- _WORK REQUEST_: Go through the listing and copy each line that has the string "Receiver" in it.

- _RECORDS PROVIDED_:

┄┄┄┄┄┄┄┄┄┄┄┄┄┄┄┄┄┄┄┄

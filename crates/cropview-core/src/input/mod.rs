pub mod arbiter;
pub mod events;

pub use arbiter::{GestureState, InputArbiter, PanAnchor, PinchAnchor};
pub use events::{Capture, Disposition, InputEvent, Outcome, PointerEvent, PointerId};

/// When a single pointer may pan the image.
#[derive(Clone, Copy, Debug, PartialEq, Eq)]
pub struct PanPolicy {
    pub enabled: bool,
    /// Pan only while the modifier key is held.
    pub requires_modifier: bool,
}

impl Default for PanPolicy {
    fn default() -> Self {
        Self {
            enabled: true,
            requires_modifier: false,
        }
    }
}
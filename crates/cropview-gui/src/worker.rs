use std::path::{Path, PathBuf};
use std::sync::mpsc;
use std::sync::Arc;
use std::time::Instant;

use anyhow::Context;
use cropview_core::export::ExportJob;
use cropview_core::io::image_io::{load_image, write_data_url};
use tracing::{debug, info, warn};

use crate::messages::{WorkerCommand, WorkerResult};

/// Spawn the worker thread. Returns the command sender.
pub fn spawn_worker(
    result_tx: mpsc::Sender<WorkerResult>,
    ctx: egui::Context,
) -> mpsc::Sender<WorkerCommand> {
    let (cmd_tx, cmd_rx) = mpsc::channel::<WorkerCommand>();

    std::thread::Builder::new()
        .name("cropview-worker".into())
        .spawn(move || {
            worker_loop(cmd_rx, result_tx, ctx);
        })
        .expect("Failed to spawn worker thread");

    cmd_tx
}

fn send(tx: &mpsc::Sender<WorkerResult>, ctx: &egui::Context, result: WorkerResult) {
    let _ = tx.send(result);
    ctx.request_repaint();
}

fn send_error(tx: &mpsc::Sender<WorkerResult>, ctx: &egui::Context, err: anyhow::Error) {
    warn!(error = %err, "Worker command failed");
    send(
        tx,
        ctx,
        WorkerResult::Error {
            message: format!("{err:#}"),
        },
    );
}

fn worker_loop(
    cmd_rx: mpsc::Receiver<WorkerCommand>,
    tx: mpsc::Sender<WorkerResult>,
    ctx: egui::Context,
) {
    while let Ok(cmd) = cmd_rx.recv() {
        match cmd {
            WorkerCommand::LoadImage { path } => handle_load_image(&path, &tx, &ctx),
            WorkerCommand::Export { job } => {
                // Only the newest export matters; skip any that queued behind it.
                let job = drain_newer_exports(job, &cmd_rx, &tx, &ctx);
                handle_export(&job, &tx, &ctx);
            }
            WorkerCommand::SaveExport { path, data_url } => {
                handle_save(path, &data_url, &tx, &ctx)
            }
        }
    }
    debug!("Worker channel closed, exiting");
}

fn handle_load_image(path: &Path, tx: &mpsc::Sender<WorkerResult>, ctx: &egui::Context) {
    let start = Instant::now();
    match load_image(path) {
        Ok(image) => {
            info!(path = %path.display(), width = image.width(), height = image.height(), "Image loaded");
            send(
                tx,
                ctx,
                WorkerResult::ImageLoaded {
                    path: path.to_path_buf(),
                    image: Arc::new(image),
                    elapsed: start.elapsed(),
                },
            );
        }
        Err(e) => send(
            tx,
            ctx,
            WorkerResult::ImageFailed {
                path: path.to_path_buf(),
                message: e.to_string(),
            },
        ),
    }
}

/// Take any export commands already queued; return the newest job. Other
/// commands found on the way are handled in order.
fn drain_newer_exports(
    mut job: ExportJob,
    cmd_rx: &mpsc::Receiver<WorkerCommand>,
    tx: &mpsc::Sender<WorkerResult>,
    ctx: &egui::Context,
) -> ExportJob {
    while let Ok(cmd) = cmd_rx.try_recv() {
        match cmd {
            WorkerCommand::Export { job: newer } => job = newer,
            WorkerCommand::LoadImage { path } => handle_load_image(&path, tx, ctx),
            WorkerCommand::SaveExport { path, data_url } => handle_save(path, &data_url, tx, ctx),
        }
    }
    job
}

fn handle_save(
    path: PathBuf,
    data_url: &str,
    tx: &mpsc::Sender<WorkerResult>,
    ctx: &egui::Context,
) {
    match write_data_url(data_url, &path)
        .with_context(|| format!("Failed to save {}", path.display()))
    {
        Ok(()) => send(tx, ctx, WorkerResult::ExportSaved { path }),
        Err(e) => send_error(tx, ctx, e),
    }
}

fn handle_export(job: &ExportJob, tx: &mpsc::Sender<WorkerResult>, ctx: &egui::Context) {
    let start = Instant::now();
    match job.run().context("Export failed") {
        Ok(output) => send(
            tx,
            ctx,
            WorkerResult::ExportComplete {
                output,
                elapsed: start.elapsed(),
            },
        ),
        Err(e) => send_error(tx, ctx, e),
    }
}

┄┄┄┄┄┄┄┄┄┄┄┄┄┄┄┄┄┄┄┄

- _ANSWER TO THIS TASK_:
    cmd_rx: mpsc::Receiver<WorkerCommand>,
    cmd_rx: &mpsc::Receiver<WorkerCommand>,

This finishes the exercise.